Agony Of A Weather Market

Weather markets are never easy. I no longer worry about my hair turning gray, however, as a result of one of these markets. My hair is all going to fall out first.

Emotions run high for everyone involved in weather markets. Emotions are different, however, depending on whether you have a crop or not. Producers with dramatic yield losses are obviously going to have more serious concerns than producers who have large yields and are just worried about where to sell the crop.

By the time you read this, I'm going to assume the weather market of 2005 has been completed.

Where To From Here?

That's the key question on everyone's mind. Emotionally, I think everyone needs to go through a recovery period after so many ups and downs. Those who are most emotionally drained are obviously producers who didn't grow a crop. Hopefully, they had crop insurance. But that only provides partial help. Other producers are emotionally drained from margin calls, concerns over forward cash contracts that were made too early, etc.

Nevertheless, history does tell us something about weather markets. Here are some characteristics that may be of assistance to you over the next few months:

  1. Weather markets (supply driven) always peak early and have a long tail.

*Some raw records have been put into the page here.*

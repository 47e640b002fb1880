use serde::{Deserialize, Serialize};
use validator::Validate;
use crate::models::domain::{IncidentType, MatchStatus, Sex};

/// Request to register a new animal
///
/// The owner is never taken from the body; it is stamped from the caller.
#[derive(Debug, Clone, Serialize, Deserialize, Validate)]
pub struct NewAnimal {
    #[validate(length(min = 1, message = "Name is required"))]
    pub name: String,
    #[validate(length(min = 1, message = "Breed is required"))]
    pub breed: String,
    #[validate(range(min = 0.0, message = "Age must not be negative"))]
    pub age: f64,
    #[serde(rename = "gender")]
    pub sex: Sex,
    #[validate(length(min = 1, message = "Health status is required"))]
    pub health_status: String,
    #[serde(rename = "milk_production", default, skip_serializing_if = "Option::is_none")]
    #[validate(range(min = 0.0, message = "Milk production must not be negative"))]
    pub milk_yield: Option<f64>,
    #[serde(default, skip_serializing_if = "Option::is_none")]
    pub genetic_history: Option<String>,
    #[serde(default, skip_serializing_if = "Option::is_none")]
    #[validate(range(min = -90.0, max = 90.0))]
    pub location_lat: Option<f64>,
    #[serde(default, skip_serializing_if = "Option::is_none")]
    #[validate(range(min = -180.0, max = 180.0))]
    pub location_lng: Option<f64>,
}

/// Partial update of an animal; absent fields are left untouched
#[derive(Debug, Clone, Default, Serialize, Deserialize, Validate)]
pub struct AnimalUpdate {
    #[serde(default, skip_serializing_if = "Option::is_none")]
    #[validate(length(min = 1, message = "Name must not be empty"))]
    pub name: Option<String>,
    #[serde(default, skip_serializing_if = "Option::is_none")]
    #[validate(length(min = 1, message = "Breed must not be empty"))]
    pub breed: Option<String>,
    #[serde(default, skip_serializing_if = "Option::is_none")]
    #[validate(range(min = 0.0, message = "Age must not be negative"))]
    pub age: Option<f64>,
    #[serde(rename = "gender", default, skip_serializing_if = "Option::is_none")]
    pub sex: Option<Sex>,
    #[serde(default, skip_serializing_if = "Option::is_none")]
    #[validate(length(min = 1, message = "Health status must not be empty"))]
    pub health_status: Option<String>,
    #[serde(rename = "milk_production", default, skip_serializing_if = "Option::is_none")]
    #[validate(range(min = 0.0, message = "Milk production must not be negative"))]
    pub milk_yield: Option<f64>,
    #[serde(default, skip_serializing_if = "Option::is_none")]
    pub genetic_history: Option<String>,
    #[serde(default, skip_serializing_if = "Option::is_none")]
    #[validate(range(min = -90.0, max = 90.0))]
    pub location_lat: Option<f64>,
    #[serde(default, skip_serializing_if = "Option::is_none")]
    #[validate(range(min = -180.0, max = 180.0))]
    pub location_lng: Option<f64>,
}

impl AnimalUpdate {
    pub fn is_empty(&self) -> bool {
        self.name.is_none()
            && self.breed.is_none()
            && self.age.is_none()
            && self.sex.is_none()
            && self.health_status.is_none()
            && self.milk_yield.is_none()
            && self.genetic_history.is_none()
            && self.location_lat.is_none()
            && self.location_lng.is_none()
    }
}

/// Request to move a match to a new status
#[derive(Debug, Clone, Serialize, Deserialize)]
pub struct SetMatchStatusRequest {
    pub status: MatchStatus,
}

/// Request to file a welfare incident report
#[derive(Debug, Clone, Serialize, Deserialize, Validate)]
pub struct NewWelfareReport {
    pub incident_type: IncidentType,
    #[validate(length(min = 20, message = "Description must be at least 20 characters"))]
    pub description: String,
    #[serde(default, skip_serializing_if = "Option::is_none")]
    #[validate(url(message = "Image URL must be a valid URL"))]
    pub image_url: Option<String>,
    #[serde(default)]
    #[validate(required(message = "Location is required to submit a report"), range(min = -90.0, max = 90.0))]
    pub location_lat: Option<f64>,
    #[serde(default)]
    #[validate(required(message = "Location is required to submit a report"), range(min = -180.0, max = 180.0))]
    pub location_lng: Option<f64>,
}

  2. Weather markets peak when the news is the most bullish and the supply shortage most obvious.

  3. Weather markets always swing too high on the upside as bullish enthusiasms results in speculative buying.

  4. Price recovery after a supply-driven bull market takes a considerable amount of time.

That said, think back to the bull markets of 1988 and 1996. Bear markets that lasted not just months, but years, followed both.

Granted, every bear market is splattered with rallies — and sometimes significant price recoveries — but not back to the peaks that were established during the heat of the battle.

As this goes to press, USDA is forecasting an average price in corn for this coming year of $1.70-2.10/bu. at the farm and soybeans in a wide range from $5.10-6.10. Take the middle of both of these ranges and the average in corn is $1.90 and soybeans $5.60.

The first drop in prices should take both corn and beans at least to these price levels, possibly lower. The lower the market goes before harvest this year the higher it will go after harvest.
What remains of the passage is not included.